What you need to do: Exact repetition is required: reproduce every line of the data.

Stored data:
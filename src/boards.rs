//! Static board knowledge: known profiles, which boards need the 1200-baud
//! touch reset, and which realtime firmware artifact each board runs.

use crate::core::BoardProfile;

impl BoardProfile {
    pub fn uno() -> Self {
        Self {
            fqbn: "arduino:avr:uno".to_string(),
            partno: "atmega328p".to_string(),
            programmer_id: "arduino".to_string(),
            baudrate: 115_200,
        }
    }

    pub fn leonardo() -> Self {
        Self {
            fqbn: "arduino:avr:leonardo".to_string(),
            partno: "atmega32u4".to_string(),
            programmer_id: "avr109".to_string(),
            baudrate: 57_600,
        }
    }

    pub fn mega2560() -> Self {
        Self {
            fqbn: "arduino:avr:mega:cpu=atmega2560".to_string(),
            partno: "atmega2560".to_string(),
            programmer_id: "wiring".to_string(),
            baudrate: 115_200,
        }
    }

    pub fn makey_makey() -> Self {
        Self {
            fqbn: "SparkFun:avr:makeymakey".to_string(),
            partno: "atmega32u4".to_string(),
            programmer_id: "avr109".to_string(),
            baudrate: 57_600,
        }
    }
}

/// Boards that enter their bootloader through the 1200-baud touch, paired
/// with the device name they re-enumerate under. Boards not listed here are
/// programmed over their original port without a reset handshake.
const TOUCH_RESET_BOARDS: &[(&str, &str)] = &[
    ("arduino:avr:leonardo", "Arduino Leonardo"),
    ("SparkFun:avr:makeymakey", "Makey Makey"),
];

/// Device name to rediscover after a touch reset, or `None` if the board
/// does not use the touch-reset sequence.
pub fn touch_reset_device(fqbn: &str) -> Option<&'static str> {
    TOUCH_RESET_BOARDS
        .iter()
        .find(|(board, _)| *board == fqbn)
        .map(|(_, device)| *device)
}

/// Prebuilt realtime-mode firmware image shipped per board, relative to the
/// tool installation's firmware directory.
const REALTIME_FIRMWARE: &[(&str, &str)] = &[
    ("arduino:avr:uno", "realtime-uno.hex"),
    ("arduino:avr:leonardo", "realtime-leonardo.hex"),
    ("arduino:avr:mega:cpu=atmega2560", "realtime-mega2560.hex"),
    ("SparkFun:avr:makeymakey", "realtime-makeymakey.hex"),
];

pub fn realtime_firmware(fqbn: &str) -> Option<&'static str> {
    REALTIME_FIRMWARE
        .iter()
        .find(|(board, _)| *board == fqbn)
        .map(|(_, file)| *file)
}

Result:
filename src/boards.rs
//! Static board knowledge: known profiles, which boards need the 1200-baud
//! touch reset, and which realtime firmware artifact each board runs.

use crate::core::BoardProfile;

impl BoardProfile {
    pub fn uno() -> Self {
        Self {
            fqbn: "arduino:avr:uno".to_string(),
            partno: "atmega328p".to_string(),
            programmer_id: "arduino".to_string(),
            baudrate: 115_200,
        }
    }

    pub fn leonardo() -> Self {
        Self {
            fqbn: "arduino:avr:leonardo".to_string(),
            partno: "atmega32u4".to_string(),
            programmer_id: "avr109".to_string(),
            baudrate: 57_600,
        }
    }

    pub fn mega2560() -> Self {
        Self {
            fqbn: "arduino:avr:mega:cpu=atmega2560".to_string(),
            partno: "atmega2560".to_string(),
            programmer_id: "wiring".to_string(),
            baudrate: 115_200,
        }
    }

    pub fn makey_makey() -> Self {
        Self {
            fqbn: "SparkFun:avr:makeymakey".to_string(),
            partno: "atmega32u4".to_string(),
            programmer_id: "avr109".to_string(),
            baudrate: 57_600,
        }
    }
}

/// Boards that enter their bootloader through the 1200-baud touch, paired
/// with the device name they re-enumerate under. Boards not listed here are
/// programmed over their original port without a reset handshake.
const TOUCH_RESET_BOARDS: &[(&str, &str)] = &[
    ("arduino:avr:leonardo", "Arduino Leonardo"),
    ("SparkFun:avr:makeymakey", "Makey Makey"),
];

/// Device name to rediscover after a touch reset, or `None` if the board
/// does not use the touch-reset sequence.
pub fn touch_reset_device(fqbn: &str) -> Option<&'static str> {
    TOUCH_RESET_BOARDS
        .iter()
        .find(|(board, _)| *board == fqbn)
        .map(|(_, device)| *device)
}

/// Prebuilt realtime-mode firmware image shipped per board, relative to the
/// tool installation's firmware directory.
const REALTIME_FIRMWARE: &[(&str, &str)] = &[
    ("arduino:avr:uno", "realtime-uno.hex"),
    ("arduino:avr:leonardo", "realtime-leonardo.hex"),
    ("arduino:avr:mega:cpu=atmega2560", "realtime-mega2560.hex"),
    ("SparkFun:avr:makeymakey", "realtime-makeymakey.hex"),
];

pub fn realtime_firmware(fqbn: &str) -> Option<&'static str> {
    REALTIME_FIRMWARE
        .iter()
        .find(|(board, _)| *board == fqbn)
        .map(|(_, file)| *file)
}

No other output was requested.